As noted in Part I (November’s column), I believe the European Court of Human Rights (“ECHR”) - whose decisions were cited, inter alia, by our Supreme Court in 2003 in Lawrence v. Texas - is increasingly involved in politically-driven decision-making. If this is correct, it means these decisions are not reliable as a basis for knowing what European law is. Thus, for that and other reasons (as explained in my November and October columns), our Supreme Court should place no reliance upon them.
As I discussed in Part I, an examination of decisions such as Patton and Vo reveals that when someone seeks to restrict or penalize abortion by invoking provisions of the European Convention on Human Rights (the “Convention”), the ECHR has refused to apply those arguably applicable provisions. However, in other cases, the ECHR did apply those provisions. Let us examine some cases from this latter group to find out why.
In the 1992 case Open Door Counseling and Dublin Well Woman v. Ireland, the ECHR held that restricting information concerning abortion services outside of Ireland violated article 10 of the Convention, which guarantees the right to free expression. Thus, Ireland, and all parties to the Convention, must allow for the distribution of information regarding legal abortion services that are available in other states. This time the ECHR did not pay deference to the principle of subsidiarity, as is traditionally done (for reasons explained in Part I). Note: this involved a case where someone sought to extend “abortion rights.”
A very important, recent case is the 2007 decision Tysiac v. Poland. It, too, involves extending “abortion rights.”
In 2000, Alicja Tysiac, sought an abortion under Poland’s health exception. She suffered from myopia and believed the pregnancy would exacerbate the degenerative eye disease. Tysiac visited several specialists, none of whom would certify that her health was threatened by the pregnancy to meet the Polish health exception for abortion, and she subsequently gave birth to her child. After the delivery, her eyesight continued to worsen, but three ophthalmologists and a panel of the medical experts concluded that “the applicant’s pregnancies and deliveries had not affected the deterioration of her eyesight.”
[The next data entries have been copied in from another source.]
//! 消息内容过滤
//!
//! 先执行全部拦截规则，遇到第一个违规立即返回；全部通过后才做清洗
//! （去标签、去脚本协议前缀、遮蔽邮箱/电话/非信任链接）。

use once_cell::sync::Lazy;
use regex::Regex;
use serde::{Deserialize, Serialize};
use thiserror::Error;

static HTML_TAG: Lazy<Regex> = Lazy::new(|| Regex::new(r"<[^<>]*>").expect("tag pattern is valid"));

static SCRIPT_SCHEME: Lazy<Regex> = Lazy::new(|| {
    Regex::new(r"(?i)\b(?:javascript|vbscript|data)\s*:").expect("scheme pattern is valid")
});

static EMAIL: Lazy<Regex> = Lazy::new(|| {
    Regex::new(r"[A-Za-z0-9._%+-]+@[A-Za-z0-9.-]+\.[A-Za-z]{2,}").expect("email pattern is valid")
});

static URL: Lazy<Regex> =
    Lazy::new(|| Regex::new(r#"(?i)\bhttps?://[^\s<>"']+"#).expect("url pattern is valid"));

// 电话形状：带国家码、分组号码（区号可带括号）或 11 位手机号；日期和普通编号不算
static PHONE: Lazy<Regex> = Lazy::new(|| {
    Regex::new(
        r"(?:\+\d{1,3}[\s.-]?)?(?:\(\d{2,4}\)\s?|\b\d{3}[\s.-])\d{3,4}[\s.-]\d{4}\b|\+\d{8,15}\b|\b1[3-9]\d{9}\b",
    )
    .expect("phone pattern is valid")
});

#[derive(Debug, Clone, Serialize, Deserialize)]
pub struct ContentFilterConfig {
    /// 最大字符数
    pub max_length: usize,
    pub max_lines: usize,
    /// 同一字符允许连续出现的最大次数
    pub max_repeated_chars: usize,
    pub banned_terms: Vec<String>,
    pub mask_urls: bool,
    pub trusted_domains: Vec<String>,
    pub mask_token: String,
}

impl Default for ContentFilterConfig {
    fn default() -> Self {
        Self {
            max_length: 2000,
            max_lines: 50,
            max_repeated_chars: 10,
            banned_terms: Vec::new(),
            mask_urls: false,
            trusted_domains: Vec::new(),
            mask_token: "***".to_owned(),
        }
    }
}

#[derive(Debug, Clone, PartialEq, Eq, Error)]
pub enum ValidationError {
    #[error("content is empty")]
    Empty,
    #[error("content too long: {length} > {max}")]
    TooLong { length: usize, max: usize },
    #[error("too many lines: {lines} > {max}")]
    TooManyLines { lines: usize, max: usize },
    #[error("a character is repeated more than {max} times")]
    RepeatedCharacters { max: usize },
    #[error("content contains a banned term")]
    BannedTerm,
}

/// 通过校验并清洗后的文本
#[derive(Debug, Clone, PartialEq, Eq)]
pub struct SanitizedText(String);

impl SanitizedText {
    pub fn as_str(&self) -> &str {
        &self.0
    }

    pub fn into_inner(self) -> String {
        self.0
    }
}

pub struct ContentFilter {
    config: ContentFilterConfig,
    banned_terms: Vec<String>,
}

impl ContentFilter {
    pub fn new(config: ContentFilterConfig) -> Self {
        let banned_terms = config
            .banned_terms
            .iter()
            .map(|term| term.trim().to_lowercase())
            .filter(|term| !term.is_empty())
            .collect();
        Self {
            config,
            banned_terms,
        }
    }

    pub fn validate(&self, text: &str) -> Result<SanitizedText, ValidationError> {
        self.check_blocking_rules(text)?;

        let sanitized = self.sanitize(text);
        if sanitized.trim().is_empty() {
            return Err(ValidationError::Empty);
        }
        Ok(SanitizedText(sanitized))
    }

    fn check_blocking_rules(&self, text: &str) -> Result<(), ValidationError> {
        if text.trim().is_empty() {
            return Err(ValidationError::Empty);
        }

        let length = text.chars().count();
        if length > self.config.max_length {
            return Err(ValidationError::TooLong {
                length,
                max: self.config.max_length,
            });
        }

        let lines = text.lines().count();
        if lines > self.config.max_lines {
            return Err(ValidationError::TooManyLines {
                lines,
                max: self.config.max_lines,
            });
        }

        if longest_run(text) > self.config.max_repeated_chars {
            return Err(ValidationError::RepeatedCharacters {
                max: self.config.max_repeated_chars,
            });
        }

        let lowered = text.to_lowercase();
        if self
            .banned_terms
            .iter()
            .any(|term| lowered.contains(term.as_str()))
        {
            return Err(ValidationError::BannedTerm);
        }

        Ok(())
    }

    fn sanitize(&self, text: &str) -> String {
        let mask = self.config.mask_token.as_str();

        let stripped = HTML_TAG.replace_all(text, "");
        let stripped = SCRIPT_SCHEME.replace_all(&stripped, "");
        let masked = EMAIL.replace_all(&stripped, mask);

        let masked = if self.config.mask_urls {
            URL.replace_all(&masked, |caps: &regex::Captures<'_>| {
                let url = &caps[0];
                if self.is_trusted(url) {
                    url.to_owned()
                } else {
                    mask.to_owned()
                }
            })
            .into_owned()
        } else {
            masked.into_owned()
        };

        PHONE.replace_all(&masked, mask).trim().to_owned()
    }

    fn is_trusted(&self, url: &str) -> bool {
        let Some(host) = url_host(url) else {
            return false;
        };
        self.config.trusted_domains.iter().any(|domain| {
            let domain = domain.trim().to_lowercase();
            host == domain || host.ends_with(&format!(".{domain}"))
        })
    }
}

impl Default for ContentFilter {
    fn default() -> Self {
        Self::new(ContentFilterConfig::default())
    }
}

/// 非空白字符的最长连续重复长度
fn longest_run(text: &str) -> usize {
    let mut longest = 0;
    let mut current = 0;
    let mut previous: Option<char> = None;

    for ch in text.chars() {
        if ch.is_whitespace() {
            previous = None;
            current = 0;
            continue;
        }
        if previous == Some(ch) {
            current += 1;
        } else {
            previous = Some(ch);
            current = 1;
        }
        longest = longest.max(current);
    }
    longest
}

fn url_host(url: &str) -> Option<String> {
    let rest = url.split_once("://")?.1;
    let authority = rest.split(['/', '?', '#']).next()?;
    let host = authority.rsplit('@').next()?;
    let host = host.split(':').next()?;
    if host.is_empty() {
        return None;
    }
    Some(host.to_lowercase())
}
use std::sync::Arc;

use application::{ChatGateway, Clock};

#[derive(Clone)]
pub struct AppState {
    pub gateway: Arc<ChatGateway>,
    /// 传输层直接回写的信封（格式错误等）用它打时间戳
    pub clock: Arc<dyn Clock>,
}

impl AppState {
    pub fn new(gateway: Arc<ChatGateway>, clock: Arc<dyn Clock>) -> Self {
        Self { gateway, clock }
    }
}
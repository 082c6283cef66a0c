//! 发送幂等检查
//!
//! 先看本进程内是否有同一 `(room, key)` 的发送正在进行，有则等待它的结果；否则占位后
//! 再查消息存储。最终仍以存储的唯一约束为准，插入时冲突按重复处理。

use std::sync::Arc;

use dashmap::mapref::entry::Entry;
use dashmap::DashMap;
use domain::{IdempotencyKey, Message, RoomId};
use tokio::sync::watch;

use crate::error::ApplicationError;
use crate::repository::MessageRepository;

type InFlightKey = (RoomId, IdempotencyKey);

#[derive(Debug, Clone)]
enum InFlight {
    Pending,
    Accepted(Box<Message>),
    Abandoned,
}

type InFlightMap = DashMap<InFlightKey, watch::Sender<InFlight>>;

#[derive(Debug)]
pub enum IdempotencyOutcome {
    /// 新的发送；带 key 时附带占位，发送结束前必须保留
    Fresh(Option<Reservation>),
    /// 已接受过的同一条消息
    AlreadyAccepted(Message),
}

/// 进行中发送的占位。接受后调用 [`Reservation::complete`]；未完成即被丢弃时，
/// 等待者会自行重新检查。
#[derive(Debug)]
pub struct Reservation {
    key: InFlightKey,
    in_flight: Arc<InFlightMap>,
    settled: bool,
}

impl Reservation {
    /// 通知等待者该 key 对应的已接受消息
    pub fn complete(mut self, message: &Message) {
        self.settle(InFlight::Accepted(Box::new(message.clone())));
    }

    fn settle(&mut self, state: InFlight) {
        if self.settled {
            return;
        }
        self.settled = true;
        if let Some((_, sender)) = self.in_flight.remove(&self.key) {
            sender.send_replace(state);
        }
    }
}

impl Drop for Reservation {
    fn drop(&mut self) {
        self.settle(InFlight::Abandoned);
    }
}

pub struct IdempotencyGuard {
    messages: Arc<dyn MessageRepository>,
    in_flight: Arc<InFlightMap>,
}

impl IdempotencyGuard {
    pub fn new(messages: Arc<dyn MessageRepository>) -> Self {
        Self {
            messages,
            in_flight: Arc::new(DashMap::new()),
        }
    }

    /// 没有 key 的发送总是 `Fresh(None)`，不做去重
    pub async fn check_and_reserve(
        &self,
        room_id: RoomId,
        key: Option<&IdempotencyKey>,
    ) -> Result<IdempotencyOutcome, ApplicationError> {
        let Some(key) = key else {
            return Ok(IdempotencyOutcome::Fresh(None));
        };
        let in_flight_key = (room_id, key.clone());

        let reservation = loop {
            let mut receiver = match self.in_flight.entry(in_flight_key.clone()) {
                Entry::Vacant(vacant) => {
                    let (sender, _) = watch::channel(InFlight::Pending);
                    vacant.insert(sender);
                    break Reservation {
                        key: in_flight_key.clone(),
                        in_flight: self.in_flight.clone(),
                        settled: false,
                    };
                }
                Entry::Occupied(occupied) => occupied.get().subscribe(),
            };

            tracing::debug!(room_id = %room_id, key = key.as_str(), "waiting for in-flight send");
            let settled = receiver
                .wait_for(|state| !matches!(state, InFlight::Pending))
                .await
                .map(|state| state.clone());
            let state = match settled {
                Ok(state) => state,
                Err(_) => receiver.borrow().clone(),
            };
            if let InFlight::Accepted(message) = state {
                return Ok(IdempotencyOutcome::AlreadyAccepted(*message));
            }
            // 先行者放弃了，重新竞争占位
        };

        // 占位失败时 reservation 被丢弃，等待者会重试
        let existing = self
            .messages
            .find_by_room_and_idempotency_key(room_id, key)
            .await?;

        match existing {
            Some(message) => {
                tracing::info!(
                    room_id = %room_id,
                    message_id = %message.id,
                    key = key.as_str(),
                    "duplicate send detected"
                );
                reservation.complete(&message);
                Ok(IdempotencyOutcome::AlreadyAccepted(message))
            }
            None => Ok(IdempotencyOutcome::Fresh(Some(reservation))),
        }
    }

    /// 插入时唯一约束冲突后，取回先前已接受的消息
    pub async fn resolve_conflict(
        &self,
        room_id: RoomId,
        key: &IdempotencyKey,
    ) -> Result<Option<Message>, ApplicationError> {
        Ok(self
            .messages
            .find_by_room_and_idempotency_key(room_id, key)
            .await?)
    }

    pub fn in_flight_count(&self) -> usize {
        self.in_flight.len()
    }
}
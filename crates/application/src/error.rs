use domain::{DomainError, RepositoryError};
use thiserror::Error;

use crate::content_filter::ValidationError;
use crate::identity::AuthError;
use crate::rate_limiter::RateLimitError;

#[derive(Debug, Error)]
pub enum ApplicationError {
    #[error("authentication failed: {0}")]
    Auth(#[from] AuthError),
    #[error("domain error: {0}")]
    Domain(#[from] DomainError),
    #[error("validation failed: {0}")]
    Validation(#[from] ValidationError),
    #[error("rate limited: {0}")]
    RateLimited(#[from] RateLimitError),
    #[error("repository error: {0}")]
    Repository(RepositoryError),
}

impl ApplicationError {
    /// 下行 `error` 信封里的稳定错误码
    pub fn code(&self) -> &'static str {
        match self {
            Self::Auth(_) => "AUTH_FAILED",
            Self::Domain(DomainError::UserNotInRoom | DomainError::NotRoomOwner) => "FORBIDDEN",
            Self::Domain(
                DomainError::RoomNotFound
                | DomainError::UserNotFound
                | DomainError::JoinRequestNotFound,
            ) => "NOT_FOUND",
            Self::Domain(
                DomainError::InvalidArgument { .. }
                | DomainError::UserAlreadyInRoom
                | DomainError::MembershipInvariant(_),
            ) => "BAD_REQUEST",
            Self::Validation(_) => "VALIDATION_FAILED",
            Self::RateLimited(_) => "RATE_LIMITED",
            Self::Repository(RepositoryError::NotFound) => "NOT_FOUND",
            Self::Repository(_) => "INTERNAL_ERROR",
        }
    }

    /// 非预期故障，例如存储不可用。
    pub fn is_internal(&self) -> bool {
        self.code() == "INTERNAL_ERROR"
    }

    /// 返回给客户端的原因；内部错误的细节只进日志。
    pub fn reason(&self) -> String {
        if self.is_internal() {
            "internal error".to_owned()
        } else {
            match self {
                Self::Auth(err) => err.to_string(),
                Self::Domain(err) => err.to_string(),
                Self::Validation(err) => err.to_string(),
                Self::RateLimited(err) => err.to_string(),
                Self::Repository(err) => err.to_string(),
            }
        }
    }
}

impl From<RepositoryError> for ApplicationError {
    fn from(value: RepositoryError) -> Self {
        ApplicationError::Repository(value)
    }
}
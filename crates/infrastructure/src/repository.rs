use std::collections::BTreeSet;
use std::sync::Arc;

use application::{
    JoinRequestRepository, MessageRepository, RoomRepository, UserProfile, UserRepository,
};
use async_trait::async_trait;
use chrono::{DateTime, Utc};
use domain::{
    ChatRoom, IdempotencyKey, JoinRequest, JoinRequestId, Message, MessageId, RepositoryError,
    RoomId, SequenceNumber, UserId,
};
use sqlx::{postgres::PgPoolOptions, FromRow, PgPool};
use uuid::Uuid;

/// PostgreSQL 唯一约束冲突
const UNIQUE_VIOLATION: &str = "23505";

fn map_sqlx_err(err: sqlx::Error) -> RepositoryError {
    match &err {
        sqlx::Error::Database(db_err) if db_err.code().as_deref() == Some(UNIQUE_VIOLATION) => {
            RepositoryError::Conflict
        }
        _ => RepositoryError::storage(err.to_string()),
    }
}

fn invalid_data(message: impl Into<String>) -> RepositoryError {
    RepositoryError::storage(message)
}

#[derive(Debug, FromRow)]
struct UserRecord {
    id: Uuid,
    display_name: String,
}

impl From<UserRecord> for UserProfile {
    fn from(value: UserRecord) -> Self {
        UserProfile {
            id: UserId::from(value.id),
            display_name: value.display_name,
        }
    }
}

#[derive(Debug, FromRow)]
struct RoomRecord {
    id: Uuid,
    name: String,
    owner_id: Uuid,
    created_at: DateTime<Utc>,
    updated_at: DateTime<Utc>,
}

impl RoomRecord {
    fn into_room(self, members: Vec<Uuid>) -> Result<ChatRoom, RepositoryError> {
        let members: BTreeSet<UserId> = members.into_iter().map(UserId::from).collect();
        ChatRoom::restore(
            RoomId::from(self.id),
            self.name,
            UserId::from(self.owner_id),
            members,
            self.created_at,
            self.updated_at,
        )
        .map_err(|err| invalid_data(err.to_string()))
    }
}

#[derive(Debug, FromRow)]
struct MessageRecord {
    id: Uuid,
    room_id: Uuid,
    sender_id: Uuid,
    content: String,
    sequence: i64,
    idempotency_key: Option<String>,
    sent_at: DateTime<Utc>,
}

impl TryFrom<MessageRecord> for Message {
    type Error = RepositoryError;

    fn try_from(value: MessageRecord) -> Result<Self, Self::Error> {
        let sequence = u64::try_from(value.sequence)
            .map_err(|_| invalid_data(format!("negative sequence {}", value.sequence)))?;
        let idempotency_key = IdempotencyKey::parse_optional(value.idempotency_key.as_deref())
            .map_err(|err| invalid_data(err.to_string()))?;

        Ok(Message {
            id: MessageId::from(value.id),
            room_id: RoomId::from(value.room_id),
            sender_id: UserId::from(value.sender_id),
            content: value.content,
            sequence: SequenceNumber(sequence),
            idempotency_key,
            sent_at: value.sent_at,
        })
    }
}

#[derive(Debug, FromRow)]
struct JoinRequestRecord {
    id: Uuid,
    room_id: Uuid,
    requester_id: Uuid,
    created_at: DateTime<Utc>,
}

impl From<JoinRequestRecord> for JoinRequest {
    fn from(value: JoinRequestRecord) -> Self {
        JoinRequest {
            id: JoinRequestId::from(value.id),
            room_id: RoomId::from(value.room_id),
            requester_id: UserId::from(value.requester_id),
            created_at: value.created_at,
        }
    }
}

#[derive(Clone)]
pub struct PgUserRepository {
    pool: PgPool,
}

impl PgUserRepository {
    pub fn new(pool: PgPool) -> Self {
        Self { pool }
    }

    /// 写入或更新资料（资料服务同步用）
    pub async fn upsert(&self, profile: &UserProfile) -> Result<(), RepositoryError> {
        sqlx::query(
            r#"
            INSERT INTO users (id, display_name) VALUES ($1, $2)
            ON CONFLICT (id) DO UPDATE SET display_name = EXCLUDED.display_name
            "#,
        )
        .bind(Uuid::from(profile.id))
        .bind(&profile.display_name)
        .execute(&self.pool)
        .await
        .map_err(map_sqlx_err)?;
        Ok(())
    }
}

#[async_trait]
impl UserRepository for PgUserRepository {
    async fn load_user(&self, id: UserId) -> Result<Option<UserProfile>, RepositoryError> {
        let record = sqlx::query_as::<_, UserRecord>(
            r#"SELECT id, display_name FROM users WHERE id = $1"#,
        )
        .bind(Uuid::from(id))
        .fetch_optional(&self.pool)
        .await
        .map_err(map_sqlx_err)?;

        Ok(record.map(UserProfile::from))
    }
}

#[derive(Clone)]
pub struct PgChatRoomRepository {
    pool: PgPool,
}

impl PgChatRoomRepository {
    pub fn new(pool: PgPool) -> Self {
        Self { pool }
    }

    fn member_ids(room: &ChatRoom) -> Vec<Uuid> {
        room.members().iter().copied().map(Uuid::from).collect()
    }
}

#[async_trait]
impl RoomRepository for PgChatRoomRepository {
    async fn create(&self, room: ChatRoom) -> Result<ChatRoom, RepositoryError> {
        let mut tx = self.pool.begin().await.map_err(map_sqlx_err)?;

        sqlx::query(
            r#"
            INSERT INTO chat_rooms (id, name, owner_id, created_at, updated_at)
            VALUES ($1, $2, $3, $4, $5)
            "#,
        )
        .bind(Uuid::from(room.id))
        .bind(&room.name)
        .bind(Uuid::from(room.owner_id))
        .bind(room.created_at)
        .bind(room.updated_at)
        .execute(&mut *tx)
        .await
        .map_err(map_sqlx_err)?;

        sqlx::query(
            r#"
            INSERT INTO chat_room_members (room_id, user_id, joined_at)
            SELECT $1, member_id, $3 FROM UNNEST($2::uuid[]) AS member_id
            "#,
        )
        .bind(Uuid::from(room.id))
        .bind(Self::member_ids(&room))
        .bind(room.created_at)
        .execute(&mut *tx)
        .await
        .map_err(map_sqlx_err)?;

        tx.commit().await.map_err(map_sqlx_err)?;
        Ok(room)
    }

    async fn load_room(&self, id: RoomId) -> Result<Option<ChatRoom>, RepositoryError> {
        let Some(record) = sqlx::query_as::<_, RoomRecord>(
            r#"SELECT id, name, owner_id, created_at, updated_at FROM chat_rooms WHERE id = $1"#,
        )
        .bind(Uuid::from(id))
        .fetch_optional(&self.pool)
        .await
        .map_err(map_sqlx_err)?
        else {
            return Ok(None);
        };

        let members: Vec<Uuid> = sqlx::query_scalar(
            r#"SELECT user_id FROM chat_room_members WHERE room_id = $1"#,
        )
        .bind(Uuid::from(id))
        .fetch_all(&self.pool)
        .await
        .map_err(map_sqlx_err)?;

        record.into_room(members).map(Some)
    }

    async fn replace_members(&self, room: &ChatRoom) -> Result<(), RepositoryError> {
        let mut tx = self.pool.begin().await.map_err(map_sqlx_err)?;

        let updated = sqlx::query(r#"UPDATE chat_rooms SET updated_at = $2 WHERE id = $1"#)
            .bind(Uuid::from(room.id))
            .bind(room.updated_at)
            .execute(&mut *tx)
            .await
            .map_err(map_sqlx_err)?;
        if updated.rows_affected() == 0 {
            return Err(RepositoryError::NotFound);
        }

        let members = Self::member_ids(room);
        sqlx::query(
            r#"DELETE FROM chat_room_members WHERE room_id = $1 AND NOT (user_id = ANY($2::uuid[]))"#,
        )
        .bind(Uuid::from(room.id))
        .bind(&members)
        .execute(&mut *tx)
        .await
        .map_err(map_sqlx_err)?;

        sqlx::query(
            r#"
            INSERT INTO chat_room_members (room_id, user_id, joined_at)
            SELECT $1, member_id, $3 FROM UNNEST($2::uuid[]) AS member_id
            ON CONFLICT (room_id, user_id) DO NOTHING
            "#,
        )
        .bind(Uuid::from(room.id))
        .bind(&members)
        .bind(room.updated_at)
        .execute(&mut *tx)
        .await
        .map_err(map_sqlx_err)?;

        tx.commit().await.map_err(map_sqlx_err)?;
        Ok(())
    }
}

#[derive(Clone)]
pub struct PgMessageRepository {
    pool: PgPool,
}

impl PgMessageRepository {
    pub fn new(pool: PgPool) -> Self {
        Self { pool }
    }
}

#[async_trait]
impl MessageRepository for PgMessageRepository {
    async fn save_message(&self, message: &Message) -> Result<MessageId, RepositoryError> {
        let sequence = i64::try_from(message.sequence.value())
            .map_err(|_| invalid_data(format!("sequence {} out of range", message.sequence)))?;

        sqlx::query(
            r#"
            INSERT INTO chat_messages (id, room_id, sender_id, content, sequence, idempotency_key, sent_at)
            VALUES ($1, $2, $3, $4, $5, $6, $7)
            "#,
        )
        .bind(Uuid::from(message.id))
        .bind(Uuid::from(message.room_id))
        .bind(Uuid::from(message.sender_id))
        .bind(&message.content)
        .bind(sequence)
        .bind(message.idempotency_key.as_ref().map(|key| key.as_str()))
        .bind(message.sent_at)
        .execute(&self.pool)
        .await
        .map_err(map_sqlx_err)?;

        Ok(message.id)
    }

    async fn find_by_room_and_idempotency_key(
        &self,
        room_id: RoomId,
        key: &IdempotencyKey,
    ) -> Result<Option<Message>, RepositoryError> {
        let record = sqlx::query_as::<_, MessageRecord>(
            r#"
            SELECT id, room_id, sender_id, content, sequence, idempotency_key, sent_at
            FROM chat_messages
            WHERE room_id = $1 AND idempotency_key = $2
            "#,
        )
        .bind(Uuid::from(room_id))
        .bind(key.as_str())
        .fetch_optional(&self.pool)
        .await
        .map_err(map_sqlx_err)?;

        record.map(Message::try_from).transpose()
    }

    async fn max_sequence(&self, room_id: RoomId) -> Result<u64, RepositoryError> {
        let max: i64 = sqlx::query_scalar(
            r#"SELECT COALESCE(MAX(sequence), 0) FROM chat_messages WHERE room_id = $1"#,
        )
        .bind(Uuid::from(room_id))
        .fetch_one(&self.pool)
        .await
        .map_err(map_sqlx_err)?;

        u64::try_from(max).map_err(|_| invalid_data(format!("negative sequence {max}")))
    }
}

#[derive(Clone)]
pub struct PgJoinRequestRepository {
    pool: PgPool,
}

impl PgJoinRequestRepository {
    pub fn new(pool: PgPool) -> Self {
        Self { pool }
    }
}

#[async_trait]
impl JoinRequestRepository for PgJoinRequestRepository {
    async fn create(&self, request: JoinRequest) -> Result<JoinRequest, RepositoryError> {
        let record = sqlx::query_as::<_, JoinRequestRecord>(
            r#"
            INSERT INTO chat_join_requests (id, room_id, requester_id, created_at)
            VALUES ($1, $2, $3, $4)
            RETURNING id, room_id, requester_id, created_at
            "#,
        )
        .bind(Uuid::from(request.id))
        .bind(Uuid::from(request.room_id))
        .bind(Uuid::from(request.requester_id))
        .bind(request.created_at)
        .fetch_one(&self.pool)
        .await
        .map_err(map_sqlx_err)?;

        Ok(JoinRequest::from(record))
    }

    async fn find(&self, id: JoinRequestId) -> Result<Option<JoinRequest>, RepositoryError> {
        let record = sqlx::query_as::<_, JoinRequestRecord>(
            r#"SELECT id, room_id, requester_id, created_at FROM chat_join_requests WHERE id = $1"#,
        )
        .bind(Uuid::from(id))
        .fetch_optional(&self.pool)
        .await
        .map_err(map_sqlx_err)?;

        Ok(record.map(JoinRequest::from))
    }

    async fn remove(&self, id: JoinRequestId) -> Result<(), RepositoryError> {
        sqlx::query("DELETE FROM chat_join_requests WHERE id = $1")
            .bind(Uuid::from(id))
            .execute(&self.pool)
            .await
            .map_err(map_sqlx_err)?;
        Ok(())
    }
}

#[derive(Clone)]
pub struct PgStorage {
    pub pool: PgPool,
    pub user_repository: Arc<PgUserRepository>,
    pub room_repository: Arc<PgChatRoomRepository>,
    pub message_repository: Arc<PgMessageRepository>,
    pub join_request_repository: Arc<PgJoinRequestRepository>,
}

impl PgStorage {
    pub fn new(pool: PgPool) -> Self {
        Self {
            user_repository: Arc::new(PgUserRepository::new(pool.clone())),
            room_repository: Arc::new(PgChatRoomRepository::new(pool.clone())),
            message_repository: Arc::new(PgMessageRepository::new(pool.clone())),
            join_request_repository: Arc::new(PgJoinRequestRepository::new(pool.clone())),
            pool,
        }
    }
}

pub async fn create_pg_pool(
    database_url: &str,
    max_connections: u32,
) -> Result<PgPool, sqlx::Error> {
    PgPoolOptions::new()
        .max_connections(max_connections)
        .connect(database_url)
        .await
}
The ECHR acknowledged it was not its function “to question the doctors’ clinical judgment as regards the seriousness of the applicant’s condition.” However, contradicting itself and even though Poland’s law requires a doctor’s certification, the Court said it was “sufficient to note that the applicant feared that the pregnancy and delivery might further endanger her eyesight.” The Court held that, in a circumstance where a woman disagreed with the determination of her doctor(s), a government must establish a procedure for her “to be heard in person and to have her views considered.”
The Court dismissed Polish legal criteria for determining the legitimacy of a woman’s claim for a health exception, declaring, “Once the legislature decides to allow abortion, it must not structure its legal framework in a way that would limit real possibilities to obtain it.” Specifically, it found Poland had violated Article 8 (Right to Respect for Private and Family Life) of the European Convention – precisely the same article under which it refused to find a right to limit abortion in Paton. In Tysiac, the court held Poland failed in its “positive obligations to safeguard the applicant’s right to respect for her private life in the context of a controversy as to whether she was entitled to a therapeutic abortion.”
Judge Borrego Borrego sharply criticized the majority opinion in his dissent for usurping legislative power and running counter to its own case-law in its approach and conclusions. He noted -
The judgment goes too far as it contains indications to the Polish authorities concerning “the implementation of legislation specifying the conditions governing access to a lawful abortion”. The Court appears to be proposing that the High Contracting Party, Poland, join those states that have adopted a more permissive approach with regard to abortion. It must be stressed that “certain State Parties” referred to in paragraph 123 [of the majority opinion] allow “abortion on demand” until eighteen weeks of pregnancy. Is this the law that the Court is laying down to Poland?
When considered along with the ECHR’s decision in Open Door,Tysiac signals a willingness of the ECHR to abandon settled principles of jurisprudence requiring it to defer to national states on “social issues” (which it readily applies when the question is that of restricting “abortion rights”) when the issue is the extension of “a right to abortion”.
Thus, it should be clear that the ECHR is moving in an increasingly activist direction on abortion issues, abandoning the limited role its founders intended for it and deciding cases in a politically-driven manner. Consequently, its decisions should not be relied upon by our courts.